Academic background
- Alma mater: University of Tennessee system, ISPA – University Institute

Academic work
- Institutions: University of Canterbury

= Joana Kuntz =

New Zealand psychologist

Joana Coelho Kuntz is a New Zealand academic, and is a full professor in the School of Psychology, Speech and Hearing at the University of Canterbury, specialising in organisational and employee resilience, diversity and inclusion, and managing organisational change.

==Academic career==

Kuntz completed a PhD at the University of Tennessee and then worked in organisational development in America and Europe. Kuntz moved to New Zealand to join the faculty of the School of Psychology, Speech and Hearing at the University of Canterbury in 2009, rising to full professor in 2024. Kuntz's research covers employee and organisational resilience, leadership development, managing organisational change, and diversity and inclusion.
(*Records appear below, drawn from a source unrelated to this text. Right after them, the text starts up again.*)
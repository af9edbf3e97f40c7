//! Two-level virtual memory translation.
//!
//! A 4096-entry cache of decoded level-1 descriptors fronts the table walk:
//! section entries whose permissions can never fault carry a `faultless`
//! shortcut so the common translation is one array load and an OR. Level-2
//! descriptors are fetched from guest memory on every translation. The
//! cache and the fault decision tables are derived state, rebuilt lazily
//! whenever a CP15 write touches the registers they depend on.

pub mod cp15;

use serde::{Deserialize, Serialize};

use crate::bitwise::Bits;
use crate::bus::Bus;
use crate::mmu::cp15::{Cp15, Cp15Effects};

/// Fault-status codes, per the low nibble of the FSR. The faulting domain
/// goes in bits 4-7.
pub const FAULT_SECTION_TRANSLATION: u32 = 0b0101;
pub const FAULT_PAGE_TRANSLATION: u32 = 0b0111;
pub const FAULT_SECTION_DOMAIN: u32 = 0b1001;
pub const FAULT_PAGE_DOMAIN: u32 = 0b1011;
pub const FAULT_SECTION_PERMISSION: u32 = 0b1101;
pub const FAULT_PAGE_PERMISSION: u32 = 0b1111;

/// Outcome of a permission check, before it is tied to a section or page.
#[derive(Debug, Default, Clone, Copy, Eq, PartialEq, Serialize, Deserialize)]
pub enum FaultKind {
    #[default]
    None,
    Domain,
    Permission,
}

/// A failed translation: the status word destined for the FSR and the
/// virtual address destined for the FAR.
#[derive(Debug, Clone, Copy, Eq, PartialEq, Serialize, Deserialize)]
pub struct MemoryFault {
    pub status: u32,
    pub address: u32,
}

#[derive(Debug, Clone, Copy, Default, Eq, PartialEq)]
enum Level1Kind {
    #[default]
    Unmapped,
    Section,
    Coarse,
    Fine,
}

/// One decoded level-1 descriptor.
#[derive(Debug, Clone, Copy, Default)]
struct Level1Entry {
    kind: Level1Kind,
    /// Section base (1MB aligned) or level-2 table base.
    base: u32,
    domain: u32,
    /// Section access permissions; unused for table entries, whose AP
    /// bits live in the level-2 descriptors.
    ap: u32,
    /// Section that can never fault under the current DACR and S/R bits:
    /// translation skips the permission path entirely.
    faultless: bool,
}

/// Decides whether an access faults, given the descriptor AP bits, the
/// domain's access-control mode, and the CP15 S/R bits.
#[must_use]
pub const fn decode_fault(
    ap: u32,
    domain_mode: u32,
    user: bool,
    write: bool,
    system: bool,
    rom: bool,
) -> FaultKind {
    match domain_mode {
        // No-access domains fault, and so does the reserved encoding.
        0b00 | 0b10 => FaultKind::Domain,
        // Manager domains bypass permission checks.
        0b11 => FaultKind::None,
        _ => {
            let permitted = match ap {
                0b00 => match (system, rom) {
                    (false, false) | (true, true) => false,
                    (true, false) => !user && !write,
                    (false, true) => !write,
                },
                0b01 => !user,
                0b10 => !user || !write,
                _ => true,
            };
            if permitted {
                FaultKind::None
            } else {
                FaultKind::Permission
            }
        }
    }
}

#[derive(Debug, Clone, Serialize, Deserialize)]
pub struct Mmu {
    pub cp15: Cp15,

    /// Decoded level-1 descriptors, one per megabyte of virtual space.
    /// Derived from guest memory; rebuilt, never serialized.
    #[serde(skip)]
    level1: Vec<Level1Entry>,
    #[serde(skip)]
    level1_stale: bool,

    /// Fault decisions indexed by `(ap << 2) | domain_mode`, one table per
    /// (privilege, direction) pair. Derived from the CP15 S/R bits.
    #[serde(skip)]
    fault_user_read: [FaultKind; 16],
    #[serde(skip)]
    fault_user_write: [FaultKind; 16],
    #[serde(skip)]
    fault_priv_read: [FaultKind; 16],
    #[serde(skip)]
    fault_priv_write: [FaultKind; 16],
}

impl Mmu {
    #[must_use]
    pub fn new(cp15: Cp15) -> Self {
        Self {
            cp15,
            level1: Vec::new(),
            level1_stale: true,
            fault_user_read: [FaultKind::None; 16],
            fault_user_write: [FaultKind::None; 16],
            fault_priv_read: [FaultKind::None; 16],
            fault_priv_write: [FaultKind::None; 16],
        }
    }

    pub fn reset(&mut self) {
        self.cp15.reset();
        self.level1.clear();
        self.level1_stale = true;
    }

    /// CP15 register write, also invalidating whatever derived state the
    /// write made stale.
    pub fn write_register(&mut self, reg: u32, op2: u32, value: u32) -> Cp15Effects {
        let effects = self.cp15.write(reg, op2, value);
        if effects.refresh_translator {
            self.level1_stale = true;
        }
        effects
    }

    #[must_use]
    pub fn read_register(&self, reg: u32, op2: u32) -> u32 {
        self.cp15.read(reg, op2)
    }

    /// Translates a virtual address, walking the guest's tables as needed.
    /// With the MMU disabled this is the identity. `check_pid` applies the
    /// FCSE remap; it is skipped for explicit debugger probes of physical
    /// layouts.
    pub fn translate(
        &mut self,
        bus: &mut impl Bus,
        address: u32,
        write: bool,
        privileged: bool,
        check_pid: bool,
    ) -> Result<u32, MemoryFault> {
        if !self.cp15.mmu_enabled() {
            return Ok(address);
        }
        if self.level1_stale || self.level1.is_empty() {
            self.refresh(bus);
        }

        let virt = if check_pid && address < 0x0200_0000 {
            address.wrapping_add(self.cp15.process_id_offset())
        } else {
            address
        };

        let entry = self.level1[(virt >> 20) as usize];
        if entry.faultless {
            return Ok(entry.base | (virt & 0x000F_FFFF));
        }

        let domain_mode = self.cp15.domain_mode(entry.domain);
        match entry.kind {
            Level1Kind::Unmapped => Err(MemoryFault {
                status: FAULT_SECTION_TRANSLATION,
                address: virt,
            }),
            Level1Kind::Section => {
                let kind = self.lookup_fault(entry.ap, domain_mode, privileged, write);
                match kind {
                    FaultKind::None => Ok(entry.base | (virt & 0x000F_FFFF)),
                    FaultKind::Domain => Err(MemoryFault {
                        status: FAULT_SECTION_DOMAIN | (entry.domain << 4),
                        address: virt,
                    }),
                    FaultKind::Permission => Err(MemoryFault {
                        status: FAULT_SECTION_PERMISSION | (entry.domain << 4),
                        address: virt,
                    }),
                }
            }
            Level1Kind::Coarse | Level1Kind::Fine => {
                self.walk_level2(bus, entry, domain_mode, virt, write, privileged)
            }
        }
    }

    fn walk_level2(
        &self,
        bus: &mut impl Bus,
        entry: Level1Entry,
        domain_mode: u32,
        virt: u32,
        write: bool,
        privileged: bool,
    ) -> Result<u32, MemoryFault> {
        // Only Client and Manager domains are meaningful for a table walk;
        // the reserved encodings have no defined level-2 semantics.
        assert!(
            matches!(domain_mode, 0b01 | 0b11),
            "page table walk with domain access mode {domain_mode:#04b} at {virt:08X}"
        );

        let index = match entry.kind {
            Level1Kind::Coarse => virt.get_bits(12..=19),
            _ => virt.get_bits(10..=19),
        };
        let descriptor = bus.read_table_word(entry.base | (index << 2));

        let (base, offset, ap) = match descriptor & 0b11 {
            0b00 => {
                return Err(MemoryFault {
                    status: FAULT_PAGE_TRANSLATION | (entry.domain << 4),
                    address: virt,
                });
            }
            // 64KB large page: AP sub-field selected by address bits 15-14.
            0b01 => (
                descriptor & 0xFFFF_0000,
                virt & 0xFFFF,
                (descriptor >> (4 + 2 * virt.get_bits(14..=15))) & 0b11,
            ),
            // 4KB small page: AP sub-field selected by address bits 11-10.
            0b10 => (
                descriptor & 0xFFFF_F000,
                virt & 0xFFF,
                (descriptor >> (4 + 2 * virt.get_bits(10..=11))) & 0b11,
            ),
            // 1KB tiny page: a single AP field.
            _ => (descriptor & 0xFFFF_FC00, virt & 0x3FF, descriptor.get_bits(4..=5)),
        };

        match self.lookup_fault(ap, domain_mode, privileged, write) {
            FaultKind::None => Ok(base | offset),
            // Domain faults were already resolved by the level-1 check, so
            // the only remaining kind here is a permission fault.
            _ => Err(MemoryFault {
                status: FAULT_PAGE_PERMISSION | (entry.domain << 4),
                address: virt,
            }),
        }
    }

    const fn lookup_fault(
        &self,
        ap: u32,
        domain_mode: u32,
        privileged: bool,
        write: bool,
    ) -> FaultKind {
        let index = ((ap << 2) | domain_mode) as usize;
        match (privileged, write) {
            (false, false) => self.fault_user_read[index],
            (false, true) => self.fault_user_write[index],
            (true, false) => self.fault_priv_read[index],
            (true, true) => self.fault_priv_write[index],
        }
    }

    /// Rebuilds the fault tables and the level-1 descriptor cache from the
    /// current CP15 state and guest memory.
    fn refresh(&mut self, bus: &mut impl Bus) {
        let system = self.cp15.system_bit();
        let rom = self.cp15.rom_bit();
        for index in 0..16 {
            let ap = (index as u32) >> 2;
            let domain_mode = (index as u32) & 0b11;
            self.fault_user_read[index] =
                decode_fault(ap, domain_mode, true, false, system, rom);
            self.fault_user_write[index] =
                decode_fault(ap, domain_mode, true, true, system, rom);
            self.fault_priv_read[index] =
                decode_fault(ap, domain_mode, false, false, system, rom);
            self.fault_priv_write[index] =
                decode_fault(ap, domain_mode, false, true, system, rom);
        }

        let table_base = self.cp15.translation_table_base & 0xFFFF_C000;
        self.level1.clear();
        self.level1.reserve(4096);
        for index in 0..4096 {
            let descriptor = bus.read_table_word(table_base | (index << 2));
            self.level1.push(self.decode_level1(descriptor));
        }
        self.level1_stale = false;
    }

    fn decode_level1(&self, descriptor: u32) -> Level1Entry {
        let domain = descriptor.get_bits(5..=8);
        match descriptor & 0b11 {
            0b00 => Level1Entry::default(),
            0b01 => Level1Entry {
                kind: Level1Kind::Coarse,
                base: descriptor & 0xFFFF_FC00,
                domain,
                ap: 0,
                faultless: false,
            },
            0b11 => Level1Entry {
                kind: Level1Kind::Fine,
                base: descriptor & 0xFFFF_F000,
                domain,
                ap: 0,
                faultless: false,
            },
            _ => {
                let ap = descriptor.get_bits(10..=11);
                let domain_mode = self.cp15.domain_mode(domain);
                let index = ((ap << 2) | domain_mode) as usize;
                let faultless = matches!(self.fault_user_read[index], FaultKind::None)
                    && matches!(self.fault_user_write[index], FaultKind::None)
                    && matches!(self.fault_priv_read[index], FaultKind::None)
                    && matches!(self.fault_priv_write[index], FaultKind::None);
                Level1Entry {
                    kind: Level1Kind::Section,
                    base: descriptor & 0xFFF0_0000,
                    domain,
                    ap,
                    faultless,
                }
            }
        }
    }
}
She is interested in how resilience is measure and assessed for individuals and organisations. Kuntz is a co-founder of Canterbury's Employee Resilience Research group, who work with government agencies and companies to improve resilience after the Christchurch earthquakes. One of Kuntz's students examined the relationship between the resilience of employees and the resilience of their organisation. Kuntz has also published on the stressors reported by workers during the COVID-19 pandemic. She also commented on why workers might be more willing to accept pay cuts to help businesses stay afloat during the pandemic. Kuntz is also interested in the future of work.

In 2011 Kuntz was awarded an Erskine Fellowship, an academic exchange programme at the University of Canterbury. In 2013 she was nominated for lecturer of the year.